Leah Zhang experienced a growing sense of suffocation as coronavirus cases increased in Shanghai earlier this year and the city’s lockdown lasted for weeks or months.
Despite having unrestricted access to the campus, she was denied weekends spent attending concerts in the city. The cafeteria food was too sweet for her palate, which was used to the spicy Sichuanese food she had grown up eating, and she was unable to eat it.
She broke up with her boyfriend after he assured her that he would “always trust” Shanghai’s government. Zhang broke down after Voices of April, a video compilation that captured some of the most memorable parts of the lockdown, such as crying babies being separated from their parents during quarantine, was taken down by censors.
Although Zhang is aware that her experience was hardly exceptional or particularly extreme, it nonetheless provides a glimpse of how China’s strict “zero COVID” policy drove regular people to the brink of insurrection late last month.
Shanghai experienced one of the strictest and most publicized lockdowns in the nation for two months, incarcerating over 26 million people. And over the last three years, a number of Chinese cities have experienced similar calamities as a result of the government’s steadfast adherence to the policy, which aims to stop the virus’s spread through stringent isolation measures and ongoing mass testing.
In a dramatic reversal, the government announced Wednesday that it would ease some of the most onerous restrictions in response to a wave of public outrage not seen in decades.
But perhaps now more than ever, Chinese citizens must sort through a bewildering array of regulations as local officials try to strike a balance between the most recent policy directives and the threat of an unchecked outbreak.

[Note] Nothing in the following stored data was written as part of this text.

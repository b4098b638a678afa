use std::collections::BTreeSet;
use std::sync::Arc;

use chrono::Utc;
use poise::serenity_prelude::{self as serenity};
use tracing::{error, info};

use crate::modules::announcements::store::Job;
use crate::modules::announcements::templates;
use crate::modules::cycle;
use crate::types::{Data, Error};
use crate::util::discord_timestamp;

/// One tick of the announcement loop: send pre-fire warnings, then drain and
/// deliver everything that is due. Runs once a minute.
pub(crate) async fn check_delays(ctx: &serenity::Context, data: Arc<Data>) -> Result<(), Error> {
    let now = Utc::now();

    for warning in data.scheduler.take_due_warnings(now).await {
        let notice = format!(
            "**5 Minute Warning:** The announcement **{}** scheduled for {} from <@{}> \
             will be announced in 5 minutes. You can still cancel it with `/canceldelay`.",
            warning.name,
            discord_timestamp(warning.fire_at),
            warning.author,
        );
        if let Err(err) = serenity::ChannelId::new(warning.input_channel)
            .say(&ctx.http, notice)
            .await
        {
            error!(
                channel_id = warning.input_channel,
                "couldn't send warning: {}", err
            );
        }
    }

    // buckets are fully drained (and the removal persisted) before anything
    // is sent, so the pending count below matches what list_pending would see
    let drained = data.scheduler.drain_due(now).await;
    if drained.fired.is_empty() {
        return Ok(());
    }

    let mut confirm_channels = BTreeSet::new();
    for (fire_at, job) in &drained.fired {
        confirm_channels.insert(job.input_channel);

        // a bad job is logged and counts as fired, the tick carries on
        if let Err(err) = deliver(ctx, &data, job).await {
            error!(name = %job.name, fire_at, "couldn't deliver announcement: {}", err);
        } else {
            info!(name = %job.name, fire_at, "announcement delivered");
        }
    }

    for channel_id in confirm_channels {
        let confirmation = format!(
            "Announcement confirmed. There are {} announcement(s) pending.",
            drained.pending
        );
        if let Err(err) = serenity::ChannelId::new(channel_id)
            .say(&ctx.http, confirmation)
            .await
        {
            error!(channel_id, "couldn't send confirmation: {}", err);
        }
    }

    Ok(())
}

async fn deliver(ctx: &serenity::Context, data: &Data, job: &Job) -> Result<(), Error> {
    let channel = serenity::ChannelId::new(job.announce_channel);

    let text = match data.templates.get(&job.name) {
        Some(template) => match &job.substitutions {
            Some(subs) => match templates::render(template, subs) {
                Ok(text) => text,
                Err(err) => {
                    // the job is already out of the queue, skip delivery only
                    error!(name = %job.name, "{}", err);
                    return Ok(());
                }
            },
            None => template.to_owned(),
        },
        None => format!("Announcement {} is now due.", job.name),
    };

    channel.say(&ctx.http, text).await?;

    // a fired schedule announcement is followed by the current cycle embed
    if job.name == "schedule" {
        if let Some(times) = cycle::db::get_schedule(&data.db).await? {
            channel
                .send_message(
                    &ctx.http,
                    serenity::CreateMessage::new().embed(cycle::schedule_embed(&times)),
                )
                .await?;
        }
    }

    Ok(())
}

Zhang found this uncertainty particularly difficult to handle; it permanently altered how she felt about her home and even led her to decide to leave.

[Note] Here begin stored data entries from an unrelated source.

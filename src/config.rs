use std::path::PathBuf;

use serde::Deserialize;

use crate::types::Error;

#[derive(Deserialize, Debug)]
pub(crate) struct BotConfig {
    pub(crate) token: String,
}

#[derive(Deserialize, Debug)]
pub(crate) struct DatabaseConfig {
    pub(crate) url: String,
}

/// Destination channels for announcement routing, see
/// `ChannelRoutes::for_announcement`.
#[derive(Deserialize, Debug)]
pub(crate) struct ChannelConfig {
    pub(crate) announcement: u64,
    pub(crate) test_announcement: u64,
    pub(crate) schedule: u64,
    pub(crate) activity_check: u64,
}

pub(crate) struct Config {
    pub(crate) bot: BotConfig,
    pub(crate) db: DatabaseConfig,
    pub(crate) channels: ChannelConfig,
}

pub(crate) fn load_config() -> Result<Config, Error> {
    let bot: BotConfig = serde_envfile::prefixed("PACKHERALD_").from_file(&PathBuf::from(".env"))?;
    let db: DatabaseConfig =
        serde_envfile::prefixed("DATABASE_").from_file(&PathBuf::from(".env"))?;
    let channels: ChannelConfig =
        serde_envfile::prefixed("CHANNEL_").from_file(&PathBuf::from(".env"))?;

    Ok(Config { bot, db, channels })
}
#[macro_export]
macro_rules! spawn_task {
    ( $interval:expr, $task:expr, $ctx:ident, $data:ident ) => {{
        use tokio::time::MissedTickBehavior;
        use tracing::{debug, error};

        let data = $data.to_owned();
        let ctx = $ctx.to_owned();
        tokio::spawn(async move {
            let mut interval =
                tokio::time::interval(std::time::Duration::from_secs($interval));
            interval.set_missed_tick_behavior(MissedTickBehavior::Skip);

            loop {
                interval.tick().await;

                debug!("executing {}", stringify!($task));
                if let Err(err) = $task(&ctx, data.clone()).await {
                    error!("error executing {}: {}", stringify!($task), err)
                }
            }
        });
    }};
}
use std::sync::Arc;

use poise::serenity_prelude::{self as serenity};
use tracing::info;

use crate::types::{Data, Error};

pub(crate) async fn handler(
    _ctx: &serenity::Context,
    event: &serenity::FullEvent,
    _framework: poise::FrameworkContext<'_, Arc<Data>, Error>,
    data: &Data,
) -> Result<(), Error> {
    match event {
        serenity::FullEvent::Ready { data_about_bot } => {
            info!(
                user_id = data_about_bot.user.id.get(),
                "connected to discord as '{}'", data_about_bot.user.name,
            );
            info!(
                "{} announcement(s) pending delivery",
                data.scheduler.pending_count().await
            );
        }
        _ => {}
    }
    Ok(())
}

Early in March, as cases in Shanghai increased, Zhang’s university locked the campus’ main gate, closed academic buildings, and moved classes online.
She is aware of her luck. While middle-class apartment dwellers were compelled to beg for necessary medications for those with chronic illnesses, some migrant workers chose to live on the streets so they could continue to work rather than become trapped at home.
She and her fellow students, however, were free to roam around campus and were never affected by the food shortages that some Shanghai residents who were confined to their homes were, even though metal sheeting around the perimeter made sure they didn’t leave.
Each morning after a virus check, Zhang turned on her computer for her classes, but she found it difficult to concentrate. Lunch was typically consumed at one of the campus eateries.
She claimed that she spent her afternoons either doom scrolling on her phone at one of the exercise fields or speculating with her classmates about what would happen next.
She claimed that smoking cigarettes after dinner was her favorite form of escape.
There had been no sign of an end for weeks. Every week, they would send out a new notice stating, “We will continue this style of management next week,” she recalled.
She never went without food, but she missed having easy access to her favorite foods. She would overeat at one of the campus restaurants, fearing that each meal would be the last one. Eventually, in April, the restaurants began to close as a result of a lack of supplies.
Her favorite was a malatang store that sold vegetables dripping in oil flavored with chili and mala peppercorn. It stopped operating for nearly two months. She remembered that day in mid-May when it returned to campus after a lengthy absence, and she also missed the fresh bread and bubble tea from another shop that had closed.
reports of pandemic employees killing a pet corgi by beating it. Elderly people who require urgent medical attention are often compelled to quarantine in locations with only portable toilets and occasionally no access to basic amenities like showers. a local health department official’s suicide. A 55-year-old man who was living alone died in his apartment because his daughter was unable to obtain permission to take him to the emergency room outside of her building.